LONDON: Britain’s economy shrank by a record 20.4 per cent in the second quarter when the coronavirus lockdown was tightest, the most severe contraction reported by any major economy so far, with a wave of job losses set to hit later in 2020.
The scale of the economic hit may also revive questions about Prime Minister Boris Johnson’s handling of the pandemic, with Britain suffering the highest death toll in Europe. More than 50,000 UK deaths have been linked to the disease.
“Today’s figures confirm that hard times are here,” finance minister Rishi Sunak said. “Hundreds of thousands of people have already lost their jobs, and sadly in the coming months many more will.”
The data confirmed that the world’s sixth-biggest economy had entered a recession, with the low point coming in April when output was more than 25 pc below its pre-pandemic level.
Growth restarted in May and quickened in June, when the economy expanded by a monthly 8.7pc – a record single-month increase and slightly stronger than forecasts by economists in a Reuters poll.
However, some analysts said the bounce-back was unlikely to be sustained.
Last week the Bank of England forecast it would take until the final quarter of 2021 for the economy to regain its previous size, and warned unemployment was likely to rise sharply.
Any decision to pump more stimulus into the economy by the BoE and finance minister Sunak will hinge on the pace of growth in the coming months, and whether the worst-hit sectors such as face-to-face retail and business travel ever fully recover.

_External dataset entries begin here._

pub mod about;
pub mod config;
pub mod form;
pub mod menu;
pub mod state;
pub mod ui;
pub mod util;

pub use crate::config::ConfigData;
pub use crate::form::MenuForm;
pub use crate::menu::{Course, MenuItem, MenuStore, Price};
pub use crate::state::State;

use clap::Parser;
use eframe::{egui, glow};
use std::path::PathBuf;

// Constants
pub const PROGRAM_TITLE: &str = "Chef's Menu";
pub const INITIAL_WIDTH: f32 = 480.0;
pub const INITIAL_HEIGHT: f32 = 640.0;

#[derive(Parser, Debug)]
#[command(version, about, long_about = None)]
pub struct Args {
    /// Preferences file to use instead of the platform default
    #[arg(short, long)]
    pub config: Option<PathBuf>,
}

pub use fast_config::Config;

// The main application struct
pub struct ChefMenu {
    // Navigation
    pub state: State,
    pub alert: Option<String>, // Message of the open modal, if any

    // The one menu every screen reads and edits
    pub store: MenuStore,
    pub form: MenuForm,
    pub filter_course: Course,

    // Configuration
    pub config: Config<ConfigData>,
}

impl ChefMenu {
    pub fn new(config: Config<ConfigData>) -> Self {
        Self {
            state: State::Initialising,
            alert: None,
            store: MenuStore::default(),
            form: MenuForm::default(),
            filter_course: Course::default(),
            config,
        }
    }

    // Apply saved preferences, called once on the first frame
    pub fn init(&mut self) {
        let prefs = &self.config.data;
        self.store.set_default_course(prefs.default_course);
        self.form = MenuForm::new(prefs.default_course);
        self.filter_course = prefs.filter_course;

        self.state = State::Home;
        log::info!("Initialization complete. State set to Home.");
    }

    pub fn navigate(&mut self, to: State) {
        log::debug!("Navigating from {:?} to {:?}", self.state, to);
        self.state = to;
    }

    pub fn show_alert(&mut self, message: impl Into<String>) {
        self.alert = Some(message.into());
    }

    pub fn currency_symbol(&self) -> &str {
        &self.config.data.currency_symbol
    }

    // Remember the filter course and write preferences back to disk
    pub fn shutdown_app(&mut self) {
        log::info!("Shutdown requested.");
        self.config.data.filter_course = self.filter_course;

        if let Err(e) = self.config.save() {
            log::error!("Failed to save configuration on exit: {}", e);
        } else {
            log::info!("Configuration saved.");
        }
        log::info!(
            "Shutdown complete, discarding {} menu item(s).",
            self.store.len()
        );
    }
}

impl eframe::App for ChefMenu {
    fn update(&mut self, ctx: &egui::Context, _frame: &mut eframe::Frame) {
        let modal_open = self.alert.is_some();

        egui::CentralPanel::default().show(ctx, |ui| {
            ui.add_enabled_ui(!modal_open, |ui| match self.state {
                State::Initialising => {
                    ui.centered_and_justified(|ui| {
                        ui.label("Initialising...");
                    });
                    self.init();
                }
                State::Home => ui::draw_home_screen(self, ui, ctx),
                State::ManageMenu => ui::draw_manage_screen(self, ui),
                State::FilterMenu => ui::draw_filter_screen(self, ui),
                State::About => ui::draw_about_screen(self, ui),
            });
        });

        ui::draw_alert(self, ctx);
    }

    // Called when the application is about to close
    fn on_exit(&mut self, _gl: Option<&glow::Context>) {
        self.shutdown_app();
    }
}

The second-quarter GDP slump exceeded the 12.1pc drop in the euro zone and the 9.5pc fall in the US.
Some economists said the sharper decline partly reflected the timing of Britain’s lockdown – which fell more in the second quarter – and its dependence on domestic consumer spending.
Britain’s unemployment rate is expected to jump when the government ends its huge job subsidy programme in October.